Em resposta ao tópico:
Não é de hoje que um time de futebol não vive apenas de qualidade técnica para ganhar títulos. Montar um bom grupo e ser campeão passa por uma série de fatores onde o treinador e a dedicação dos jogadores são imprescindíveis. Vide a Itália de 82, que era muito mais organizada, mas expressivamente menos técnica que o Brasil e eliminou a seleção canarinho.
A introdução do parágrafo acima visa fazer com que o leitor entenda a visão do colunista sobre o assunto que vem a seguir: Ángel Romero. É constante ver o paraguaio como personagem principal de piadas e chacotas, mesmo entre torcedores do Corinthians. Os motivos são claros: a falta de qualidade técnica que se espera de um atacante. Embora este colunista já tenha visto jogadores muito piores do que este, no Corinthians e em outros clubes, tenho de concordar que Romero não é o atacante dos sonhos.
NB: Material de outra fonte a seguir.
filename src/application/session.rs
use crate::application::compare::translate_all;
use crate::domain::error::CompareError;
use crate::domain::model::TranslationResults;
use crate::domain::traits::Translator;
use std::sync::atomic::{AtomicU64, Ordering};
use std::sync::{Arc, Mutex};
use tokio::sync::watch;
use tokio::task::JoinHandle;
use tracing::debug;

/// What the caller can observe about the latest translate action
#[derive(Debug, Clone, PartialEq, Eq, Default)]
pub enum SessionState {
    #[default]
    Idle,
    Pending,
    Settled(TranslationResults),
    /// Whole-operation failure, message suitable for display as-is
    Failed(String),
}

impl SessionState {
    pub fn is_pending(&self) -> bool {
        matches!(self, SessionState::Pending)
    }

    pub fn results(&self) -> Option<&TranslationResults> {
        match self {
            SessionState::Settled(results) => Some(results),
            _ => None,
        }
    }
}

/// Drives translate actions and exposes a single pending/settled state.
///
/// A new submission supersedes the one in flight: the old task is aborted and
/// its outcome, should it still arrive, is dropped.
pub struct TranslationSession {
    translator: Arc<dyn Translator>,
    state: Arc<watch::Sender<SessionState>>,
    generation: Arc<AtomicU64>,
    in_flight: Mutex<Option<JoinHandle<()>>>,
}

impl TranslationSession {
    pub fn new(translator: Arc<dyn Translator>) -> Self {
        let (state, _) = watch::channel(SessionState::Idle);
        Self {
            translator,
            state: Arc::new(state),
            generation: Arc::new(AtomicU64::new(0)),
            in_flight: Mutex::new(None),
        }
    }

    /// Start a translate action. Must be called inside a tokio runtime.
    ///
    /// Blank or whitespace-only text is rejected without touching the state.
    pub fn submit(&self, text: &str) -> Result<(), CompareError> {
        if text.trim().is_empty() {
            return Err(CompareError::EmptyInput);
        }

        // Generation, abort, Pending and spawn happen under one lock so the
        // stored task is always the newest generation.
        let mut in_flight = self.in_flight.lock().unwrap_or_else(|e| e.into_inner());
        let generation = self.generation.fetch_add(1, Ordering::SeqCst) + 1;
        if let Some(previous) = in_flight.take() {
            if !previous.is_finished() {
                debug!(generation, "superseding in-flight translation");
            }
            previous.abort();
        }

        self.state.send_replace(SessionState::Pending);

        let translator = Arc::clone(&self.translator);
        let state = Arc::clone(&self.state);
        let current = Arc::clone(&self.generation);
        let text = text.to_string();

        *in_flight = Some(tokio::spawn(async move {
            let settled = match translate_all(translator.as_ref(), &text).await {
                Ok(results) => SessionState::Settled(results),
                Err(e) => SessionState::Failed(e.to_string()),
            };
            state.send_if_modified(|s| {
                if current.load(Ordering::SeqCst) != generation {
                    return false;
                }
                *s = settled;
                true
            });
        }));

        Ok(())
    }

    pub fn state(&self) -> SessionState {
        self.state.borrow().clone()
    }

    pub fn is_pending(&self) -> bool {
        self.state.borrow().is_pending()
    }

    pub fn subscribe(&self) -> watch::Receiver<SessionState> {
        self.state.subscribe()
    }

    /// Resolve once the latest submission has settled
    pub async fn wait(&self) -> SessionState {
        let mut rx = self.state.subscribe();
        let settled = match rx.wait_for(|s| !s.is_pending()).await {
            Ok(state) => state.clone(),
            Err(_) => self.state(),
        };
        settled
    }
}

impl Drop for TranslationSession {
    fn drop(&mut self) {
        let in_flight = self.in_flight.get_mut().unwrap_or_else(|e| e.into_inner());
        if let Some(handle) = in_flight.take() {
            handle.abort();
        }
    }
}
use crate::domain::error::CompareError;
use serde::{Deserialize, Serialize};
use std::fmt;

/// One of the three translation backends.
///
/// The set is closed: endpoint paths and result slots are tied to exactly
/// these variants.
#[derive(Debug, Clone, Copy, PartialEq, Eq, Hash)]
pub enum ModelId {
    Bart,
    Google,
    Seq2seq,
}

impl ModelId {
    /// Fixed fold order for the aggregate.
    pub const ALL: [ModelId; 3] = [ModelId::Bart, ModelId::Google, ModelId::Seq2seq];

    /// Name used in the endpoint path (`/translate/{name}`)
    pub fn as_str(&self) -> &'static str {
        match self {
            ModelId::Bart => "bart",
            ModelId::Google => "google",
            ModelId::Seq2seq => "seq2seq",
        }
    }

    pub fn display_name(&self) -> &'static str {
        match self {
            ModelId::Bart => "BART",
            ModelId::Google => "Google Translate",
            ModelId::Seq2seq => "Seq2Seq",
        }
    }

    pub fn description(&self) -> &'static str {
        match self {
            ModelId::Bart => "Fine-tuned BART model for English-French translation",
            ModelId::Google => "Professional translation service",
            ModelId::Seq2seq => "Custom sequence-to-sequence model with attention",
        }
    }
}

impl fmt::Display for ModelId {
    fn fmt(&self, f: &mut fmt::Formatter<'_>) -> fmt::Result {
        f.write_str(self.as_str())
    }
}

// 请求体: POST /translate/{model}
#[derive(Debug, Clone, Serialize, Deserialize, PartialEq)]
pub struct TranslationRequest {
    pub text: String,
}

// 成功响应体
#[derive(Debug, Clone, Serialize, Deserialize, PartialEq)]
pub struct TranslationResponse {
    pub translation: String,
    pub model: String,
}

/// Per-invocation aggregate of successful translations.
///
/// `None` means the model produced nothing; `Some("")` is an empty translation.
#[derive(Debug, Clone, Default, Serialize, Deserialize, PartialEq, Eq)]
pub struct TranslationResults {
    #[serde(default, skip_serializing_if = "Option::is_none")]
    pub bart: Option<String>,
    #[serde(default, skip_serializing_if = "Option::is_none")]
    pub google: Option<String>,
    #[serde(default, skip_serializing_if = "Option::is_none")]
    pub seq2seq: Option<String>,
}

impl TranslationResults {
    pub fn get(&self, model: ModelId) -> Option<&str> {
        match model {
            ModelId::Bart => self.bart.as_deref(),
            ModelId::Google => self.google.as_deref(),
            ModelId::Seq2seq => self.seq2seq.as_deref(),
        }
    }

    pub fn set(&mut self, model: ModelId, translation: String) {
        let slot = match model {
            ModelId::Bart => &mut self.bart,
            ModelId::Google => &mut self.google,
            ModelId::Seq2seq => &mut self.seq2seq,
        };
        *slot = Some(translation);
    }

    /// Number of populated slots
    pub fn len(&self) -> usize {
        ModelId::ALL
            .iter()
            .filter(|m| self.get(**m).is_some())
            .count()
    }

    pub fn is_empty(&self) -> bool {
        self.len() == 0
    }

    /// Slots in fixed order, including absent ones
    pub fn iter(&self) -> impl Iterator<Item = (ModelId, Option<&str>)> + '_ {
        ModelId::ALL.into_iter().map(move |m| (m, self.get(m)))
    }
}

/// Outcome of a single backend call.
pub type Settlement = Result<TranslationResponse, CompareError>;

// GET /health 响应
#[derive(Debug, Clone, Serialize, Deserialize, PartialEq)]
pub struct HealthResponse {
    pub status: String,
    pub version: String,
    pub device: String,
}
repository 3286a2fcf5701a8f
use crate::domain::error::CompareError;
use crate::domain::model::{ModelId, Settlement, TranslationResults};
use crate::domain::traits::Translator;
use tracing::{debug, info, warn};

/// Translate `text` with all three models and collect what succeeded.
///
/// The three calls run concurrently on the current task and are all awaited,
/// whatever their outcome. A rate-limited model fails the whole comparison and
/// discards the other results; any other failure just leaves that slot empty.
/// Blank input is the caller's concern.
pub async fn translate_all<T>(translator: &T, text: &str) -> Result<TranslationResults, CompareError>
where
    T: Translator + ?Sized,
{
    debug!(len = text.len(), "fanning out translation");

    let (bart, google, seq2seq) = tokio::join!(
        translator.translate(ModelId::Bart, text),
        translator.translate(ModelId::Google, text),
        translator.translate(ModelId::Seq2seq, text),
    );

    let results = fold_settlements([
        (ModelId::Bart, bart),
        (ModelId::Google, google),
        (ModelId::Seq2seq, seq2seq),
    ])?;

    info!(populated = results.len(), "translation comparison settled");
    Ok(results)
}

/// Fold settlements into a fresh aggregate, in the order given.
///
/// Returns the first rate-limit error encountered.
pub fn fold_settlements<I>(settlements: I) -> Result<TranslationResults, CompareError>
where
    I: IntoIterator<Item = (ModelId, Settlement)>,
{
    let mut results = TranslationResults::default();

    for (model, settlement) in settlements {
        match settlement {
            Ok(response) => results.set(model, response.translation),
            Err(e) if e.is_rate_limit() => return Err(e),
            Err(e) => {
                if let CompareError::Failed {
                    detail: Some(detail),
                    ..
                } = &e
                {
                    warn!(%model, error = %e, %detail, "translation unavailable");
                } else {
                    warn!(%model, error = %e, "translation unavailable");
                }
            }
        }
    }

    Ok(results)
}
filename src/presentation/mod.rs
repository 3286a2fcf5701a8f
pub mod render;
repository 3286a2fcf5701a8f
use crate::domain::model::{ModelId, Settlement};
use async_trait::async_trait;

/// Trait for translation backends
///
/// The orchestrator only talks to this trait, so the HTTP transport can be
/// swapped for an in-process implementation.
#[async_trait]
pub trait Translator: Send + Sync {
    /// Translate `text` with one model. Any error is that model's failure alone.
    async fn translate(&self, model: ModelId, text: &str) -> Settlement;
}
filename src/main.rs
// Main entry point
use clap::Parser;
use colored::Colorize;
use mt_compare::application::compare::translate_all;
use mt_compare::application::session::{SessionState, TranslationSession};
use mt_compare::domain::error::CompareError;
use mt_compare::domain::model::TranslationResults;
use mt_compare::infrastructure::config::{self, load_config, Config};
use mt_compare::infrastructure::network::client::check_health;
use mt_compare::interfaces::cli::Cli;
use mt_compare::presentation::render;
use mt_compare::state::AppState;
use std::sync::Arc;
use tokio::io::{AsyncBufReadExt, BufReader};

#[tokio::main]
async fn main() -> anyhow::Result<()> {
    let (shutdown_tx, shutdown_rx) = tokio::sync::oneshot::channel::<()>();

    tokio::spawn(async move {
        if let Err(e) = tokio::signal::ctrl_c().await {
            eprintln!("Failed to listen for shutdown signal: {}", e);
        } else {
            eprintln!("\nInterrupted, shutting down...");
            let _ = shutdown_tx.send(());
        }
    });

    let cli = Cli::parse();
    let (mut config, config_error) = match load_config() {
        Ok(config) => (config, None),
        Err(e) => (Config::default(), Some(e)),
    };
    if let Some(base_url) = &cli.base_url {
        config.base_url = base_url.clone();
    }

    if config.logging.enable {
        init_logging(&config.logging)?;
    }
    if let Some(e) = config_error {
        tracing::warn!(error = %e, "failed to load config file, using defaults");
    }

    if cli.generate_config {
        let path = config::get_config_path().ok_or_else(|| {
            CompareError::Config("Cannot determine config directory".to_string())
        })?;
        if config::write_config_sample(&path)? {
            println!("Generated config file at: {}", path.display());
        } else {
            eprintln!("Config file already exists at: {}", path.display());
        }
        return Ok(());
    }
    if cli.edit_config {
        if let Some(config_path) = config::get_config_path() {
            let editor = std::env::var("EDITOR").unwrap_or_else(|_| "vi".to_string());
            tokio::task::spawn_blocking(move || {
                std::process::Command::new(editor).arg(&config_path).status()
            })
            .await??;
        } else {
            eprintln!("{}", "Config file not found".red());
        }
        return Ok(());
    }

    let state = AppState::new(config)?;

    if cli.health {
        let health = check_health(&state.http_client, state.translator.base_url()).await?;
        print!("{}", render::format_health(state.translator.base_url(), &health));
        return Ok(());
    }

    if cli.interactive {
        tokio::select! {
            result = run_interactive(&state, cli.json) => {
                result?;
            }
            _ = shutdown_rx => {}
        }
        return Ok(());
    }

    let text = cli.text.join(" ");
    if text.trim().is_empty() {
        eprintln!("{}", "Please provide text to translate".red());
        std::process::exit(1);
    }

    let outcome = tokio::select! {
        outcome = translate_all(state.translator.as_ref(), &text) => outcome,
        _ = shutdown_rx => {
            eprintln!("Translation interrupted");
            return Ok(());
        }
    };

    match outcome {
        Ok(results) => print_results(&results, &state.config, cli.json)?,
        Err(e) => {
            eprint!("{}", render::format_failure(&e.to_string(), state.config.enable_emoji));
            std::process::exit(1);
        }
    }

    Ok(())
}

/// One translate action per stdin line, until EOF
async fn run_interactive(state: &AppState, json: bool) -> anyhow::Result<()> {
    let session = TranslationSession::new(state.translator.clone());
    let mut lines = BufReader::new(tokio::io::stdin()).lines();

    eprintln!("{}", "Enter text to translate (Ctrl-D to quit)".cyan());
    while let Some(line) = lines.next_line().await? {
        if session.submit(&line).is_err() {
            continue;
        }
        eprintln!("{}", "Translating...".bright_black());

        match session.wait().await {
            SessionState::Settled(results) => print_results(&results, &state.config, json)?,
            SessionState::Failed(message) => {
                eprint!("{}", render::format_failure(&message, state.config.enable_emoji));
            }
            SessionState::Idle | SessionState::Pending => {}
        }
    }

    Ok(())
}

fn print_results(results: &TranslationResults, config: &Config, json: bool) -> anyhow::Result<()> {
    if json {
        println!("{}", serde_json::to_string_pretty(results)?);
    } else {
        print!("{}", render::format_results(results, config.enable_emoji));
    }
    Ok(())
}

/// Initialize logging with path and level configuration
fn init_logging(logging: &config::Logging) -> anyhow::Result<()> {
    use tracing_subscriber::EnvFilter;

    let filter = EnvFilter::try_from_default_env()
        .unwrap_or_else(|_| EnvFilter::new(logging.filter_directive()));

    if let Some(path) = logging.path.as_deref().filter(|p| !p.is_empty()) {
        let file = std::fs::OpenOptions::new()
            .create(true)
            .append(true)
            .open(path)?;
        tracing_subscriber::fmt()
            .with_env_filter(filter)
            .with_writer(Arc::new(file))
            .with_ansi(false)
            .init();
        return Ok(());
    }

    tracing_subscriber::fmt()
        .with_env_filter(filter)
        .with_writer(std::io::stderr)
        .init();

    Ok(())
}
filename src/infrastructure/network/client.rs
use crate::domain::error::CompareError;
use crate::domain::model::{
    HealthResponse, ModelId, Settlement, TranslationRequest, TranslationResponse,
};
use crate::domain::traits::Translator;
use async_trait::async_trait;
use reqwest::{Client, Response, StatusCode};
use serde_json::Value;
use tracing::{debug, warn};

/// Translator backed by the HTTP translation API
///
/// Each model lives at `POST {base_url}/translate/{model}`.
#[derive(Clone)]
pub struct HttpTranslator {
    client: Client,
    base_url: String,
}

impl HttpTranslator {
    pub fn new(client: Client, base_url: impl Into<String>) -> Self {
        let base_url = base_url.into().trim_end_matches('/').to_string();
        Self { client, base_url }
    }

    pub fn base_url(&self) -> &str {
        &self.base_url
    }

    pub fn endpoint(&self, model: ModelId) -> String {
        format!("{}/translate/{}", self.base_url, model.as_str())
    }
}

#[async_trait]
impl Translator for HttpTranslator {
    async fn translate(&self, model: ModelId, text: &str) -> Settlement {
        let url = self.endpoint(model);
        debug!(%model, %url, "sending translation request");

        let body = TranslationRequest {
            text: text.to_string(),
        };
        let response = self.client.post(&url).json(&body).send().await?;
        let status = response.status();

        if status == StatusCode::TOO_MANY_REQUESTS {
            warn!(%model, "backend is rate limiting requests");
            return Err(CompareError::RateLimited { model });
        }

        if !status.is_success() {
            let detail = error_detail(response).await;
            return Err(CompareError::Failed {
                model,
                status: status.as_u16(),
                detail,
            });
        }

        let body = response.text().await?;
        let parsed = serde_json::from_str::<TranslationResponse>(&body)?;
        debug!(%model, status = status.as_u16(), "translation received");
        Ok(parsed)
    }
}

/// Query `GET {base_url}/health`
pub async fn check_health(client: &Client, base_url: &str) -> Result<HealthResponse, CompareError> {
    let url = format!("{}/health", base_url.trim_end_matches('/'));
    let response = client.get(&url).send().await?;
    let status = response.status();

    if !status.is_success() {
        if let Some(detail) = error_detail(response).await {
            warn!(%detail, "health check failed");
        }
        return Err(CompareError::Unhealthy(status.as_u16()));
    }

    let body = response.text().await?;
    Ok(serde_json::from_str::<HealthResponse>(&body)?)
}

// FastAPI puts the message under "detail", the rate limiter under "error"
async fn error_detail(response: Response) -> Option<String> {
    let text = response.text().await.ok()?;
    let value = serde_json::from_str::<Value>(&text).ok()?;
    let field = value.get("detail").or_else(|| value.get("error"))?;
    match field {
        Value::String(s) => Some(s.clone()),
        Value::Null => None,
        other => Some(other.to_string()),
    }
}
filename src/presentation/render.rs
use crate::domain::model::{HealthResponse, TranslationResults};
use colored::Colorize;
use std::fmt::Write;

pub const NO_TRANSLATION: &str = "No translation available";

struct Palette {
    title: fn(&str) -> String,
    desc: fn(&str) -> String,
    line: fn(&str) -> String,
    para: fn(&str) -> String,
    missing: fn(&str) -> String,
}

impl Palette {
    fn default_palette() -> Self {
        Self {
            title: |s| s.bright_magenta().bold().underline().to_string(),
            desc: |s| s.bright_black().italic().to_string(),
            line: |s| s.bright_black().dimmed().to_string(),
            para: |s| s.white().to_string(),
            missing: |s| s.bright_black().dimmed().italic().to_string(),
        }
    }
}

/// Format the aggregate as one panel per model, in fixed order
pub fn format_results(results: &TranslationResults, enable_emoji: bool) -> String {
    let palette = Palette::default_palette();
    let mut output = String::new();
    let cutoff = "⸺".repeat(40);

    for (i, (model, translation)) in results.iter().enumerate() {
        if i > 0 {
            writeln!(output, "  {}", (palette.line)(&cutoff)).ok();
        }
        writeln!(output, "  {}", (palette.title)(model.display_name())).ok();
        writeln!(output, "  {}", (palette.desc)(model.description())).ok();
        writeln!(output).ok();

        match translation {
            Some(text) => {
                for line in text.lines() {
                    writeln!(output, "    {}", (palette.para)(line)).ok();
                }
            }
            None => {
                let prefix = if enable_emoji { "∅ " } else { "" };
                let msg = format!("{}{}", prefix, NO_TRANSLATION);
                writeln!(output, "    {}", (palette.missing)(&msg)).ok();
            }
        }
        writeln!(output).ok();
    }

    output
}

/// Notice shown when the whole comparison fails
pub fn format_failure(message: &str, enable_emoji: bool) -> String {
    let head = if enable_emoji {
        "✘ Translation failed"
    } else {
        "Translation failed"
    };
    format!("{}\n  {}\n", head.red().bold(), message)
}

pub fn format_health(base_url: &str, health: &HealthResponse) -> String {
    let mut output = String::new();
    writeln!(output, "{}", "mtc backend status".green().bold()).ok();
    writeln!(output, "━━━━━━━━━━━━━━━━━━━━━━━━━━━━━━━━━━━━━━━━").ok();
    writeln!(output, "Endpoint: {}", base_url).ok();
    writeln!(output, "Status:   {}", health.status).ok();
    writeln!(output, "Version:  {}", health.version).ok();
    writeln!(output, "Device:   {}", health.device).ok();
    output
}
use std::collections::BTreeMap;

use small_ast::{Function, Statement};

use crate::error::ParseError;
use crate::syntax::{FunctionSyntax, StatementSyntax};

/// Maps byte offsets to 1-based line and column numbers.
#[derive(Debug, Clone)]
pub(crate) struct LineIndex {
    starts: Vec<usize>,
}

impl LineIndex {
    pub fn new(src: &str) -> Self {
        let starts = std::iter::once(0)
            .chain(src.match_indices('\n').map(|(offset, _)| offset + 1))
            .collect();
        Self { starts }
    }

    pub fn line(&self, offset: usize) -> usize {
        self.starts.partition_point(|start| *start <= offset)
    }

    pub fn position(&self, offset: usize) -> (usize, usize) {
        let line = self.line(offset);
        let start = self.starts.get(line.saturating_sub(1)).copied().unwrap_or(0);
        (line, offset - start + 1)
    }
}

/// Lowers parsed syntax into [`Function`]s, numbering statements by the
/// source line they start on.
pub(crate) struct Builder<'src> {
    source: &'src str,
    lines: LineIndex,
}

impl<'src> Builder<'src> {
    pub fn new(source: &'src str) -> Self {
        Self {
            source,
            lines: LineIndex::new(source),
        }
    }

    pub fn lines(&self) -> &LineIndex {
        &self.lines
    }

    pub fn program(&self, functions: Vec<FunctionSyntax<'src>>) -> Result<Vec<Function>, ParseError> {
        let mut seen: BTreeMap<&str, usize> = BTreeMap::new();
        let mut built = Vec::with_capacity(functions.len());
        for syntax in functions {
            let line = self.lines.line(syntax.span.start);
            if let Some(previous) = seen.insert(syntax.name.value, line) {
                return Err(ParseError::DuplicateFunction {
                    name: syntax.name.value.to_string(),
                    line,
                    previous,
                });
            }
            built.push(self.function(syntax)?);
        }
        Ok(built)
    }

    fn function(&self, syntax: FunctionSyntax<'src>) -> Result<Function, ParseError> {
        let mut parameters: Vec<String> = Vec::with_capacity(syntax.parameters.len());
        for parameter in &syntax.parameters {
            if parameters.iter().any(|name| name == parameter.value) {
                return Err(ParseError::DuplicateParameter {
                    function: syntax.name.value.to_string(),
                    name: parameter.value.to_string(),
                });
            }
            parameters.push(parameter.value.to_string());
        }

        let body = self.body(syntax.body);
        let function = Function::builder()
            .line(self.lines.line(syntax.span.start))
            .name(syntax.name.value)
            .parameters(parameters)
            .body(body)
            .source(&self.source[syntax.span.start..syntax.span.end])
            .build();
        tracing::trace!(
            function = function.name(),
            line = function.line(),
            variables = function.variables().len(),
            "built function"
        );
        Ok(function)
    }

    fn body(&self, statements: Vec<StatementSyntax<'src>>) -> Vec<Statement> {
        statements
            .into_iter()
            .map(|statement| self.statement(statement))
            .collect()
    }

    fn statement(&self, syntax: StatementSyntax<'src>) -> Statement {
        let line = self.lines.line(syntax.span().start);
        match syntax {
            StatementSyntax::Assign {
                variable, value, ..
            } => Statement::assign(line, variable, value),
            StatementSyntax::IfElse {
                condition,
                if_body,
                else_body,
                ..
            } => Statement::if_else(line, condition, self.body(if_body), self.body(else_body)),
            StatementSyntax::While {
                condition, body, ..
            } => Statement::while_loop(line, condition, self.body(body)),
            StatementSyntax::Return { value, .. } => Statement::ret(line, value),
        }
    }
}

#[cfg(test)]
mod tests {
    use super::*;

    #[test]
    fn test_line_index_positions() {
        let index = LineIndex::new("ab\ncd\n\nef");
        assert_eq!(index.position(0), (1, 1));
        assert_eq!(index.position(1), (1, 2));
        assert_eq!(index.position(3), (2, 1));
        assert_eq!(index.position(6), (3, 1));
        assert_eq!(index.position(8), (4, 2));
    }
}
Mas, dentro das possibilidades, quem é?
O papel que o paraguaio cumpre no time do Corinthians eu considero um dos mais importantes de todos. A função tática que cumpre Romero (e que vezes Jadson também tem de se esforçar para fazer do outro lado) é onde começa a parede defensiva do time de Carille. O Corinthians é um dos times da elite do campeonato brasileiro que menos tomou gols na temporada e isso não é apenas responsabilidade de Pablo e Balbuena. Vou além: o futebol fino jogado pelo lateral Guilherme Arana em 2017 que lhe deu a honraria de ser considerado um dos (senão o maior) destaques do time na temporada, passa pelo auxilio que ele tem do paraguaio. Todo lateral esquerdo sonha em ter alguém como Romero no time. Como, no Corinthians, André Santos, Roberto Carlos e Fábio Santos tiveram na figura de Jorge Henrique.
Não tenho intenção, aqui, de empurrar Romero goela abaixo. Mas, veja bem, se eu estou tentando fazer isso, na sua visão, Tite, Cristóvão e Oswaldo também tentaram. E agora Carille. Romero foi titular com todos os treinadores que passaram pelo Corinthians desde Tite. Respeitar o clube não é dar entrevista dizendo que é o maior do Brasil. Respeitar o clube é se entregar, no treino e no jogo, é fazer exatamente o que o treinador pede e oferecer o melhor trabalho sempre. E Romero faz. Mas a recíproca, por parte de muitos colegas da imprensa e torcedores, não é verdadeira. A função do Romero no time não é compreendida e suas tarefas não são valorizadas. Sem falar que ele é o artilheiro da Arena Corinthians.
Recentemente o clube contratou Clayson, junto à Ponte Preta, e dizem que é para “preencher a lacuna da posição mais carente”: a de Romero. Será que Clayson terá a mesma capacidade tática, de entendimento de filosofia de jogo e força física de marcação que tem Ángel Romero? Passaram por ali Marquinhos Gabriel, Lucca, Rildo (por poucas oportunidades, é verdade), Marlone e até Giovanni Augusto. Ninguém teve a mesma competência. Está na hora de olharmos o futebol de uma perspectiva distinta daquela de costume. Não é apenas driblar para dentro, jogar para a perna direita e bater no gol. É se enquadrar dentro do estilo de jogo que aquele grupo tem material humano para oferecer. Como fazem Carille e Romero. Avaliar apenas qualidade técnica é simplista demais. A estratégia é tão válida quanto.
De considerado o pior time da cidade para o título paulista e perspectiva de coisas maiores no brasileirão passa também pelo papel que faz o paraguaio no Corinthians. Precisa respeitar o profissional e analisar o futebol como um jogo de xadrez. Isso ganha campeonatos.